> Assigned task:
Transcribe only the lines between the first line of the records and the line containing "verify [--config <path>] [--store <path>]", inclusive, exactly as written.

> Stored data entries:
####################

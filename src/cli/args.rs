//! CLI argument definitions using clap
//!
//! Commands:
//! - selection-ledger write [--config <path>] [--store <path>]
//! - selection-ledger inspect [--config <path>] [--store <path>]
//! - selection-ledger verify [--config <path>] [--store <path>]

use clap::{Args, Parser, Subcommand};
use std::path::PathBuf;

/// selection-ledger - persisted selection reasons for resolved dependency graphs
#[derive(Parser, Debug)]
#[command(name = "selection-ledger")]
#[command(version, about, long_about = None)]
pub struct Cli {
    #[command(subcommand)]
    pub command: Command,
}

/// Options shared by every command
#[derive(Args, Debug, Clone, Default)]
pub struct CommonArgs {
    /// Path to configuration file (defaults apply when omitted)
    #[arg(long)]
    pub config: Option<PathBuf>,

    /// Result file, overriding `store_path` from the configuration
    #[arg(long)]
    pub store: Option<PathBuf>,
}

#[derive(Subcommand, Debug)]
pub enum Command {
    /// Read a resolved graph as JSON from stdin and persist it
    Write {
        #[command(flatten)]
        common: CommonArgs,
    },

    /// Print a persisted result as JSON
    Inspect {
        #[command(flatten)]
        common: CommonArgs,
    },

    /// Check a persisted result and print summary counters
    Verify {
        #[command(flatten)]
        common: CommonArgs,
    },
}

impl Cli {
    /// Parse command line arguments
    pub fn parse_args() -> Self {
        Cli::parse()
    }
}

####################

> Response to the exercise:
filename src/cli/args.rs
//! CLI argument definitions using clap
//!
//! Commands:
//! - selection-ledger write [--config <path>] [--store <path>]
//! - selection-ledger inspect [--config <path>] [--store <path>]
//! - selection-ledger verify [--config <path>] [--store <path>]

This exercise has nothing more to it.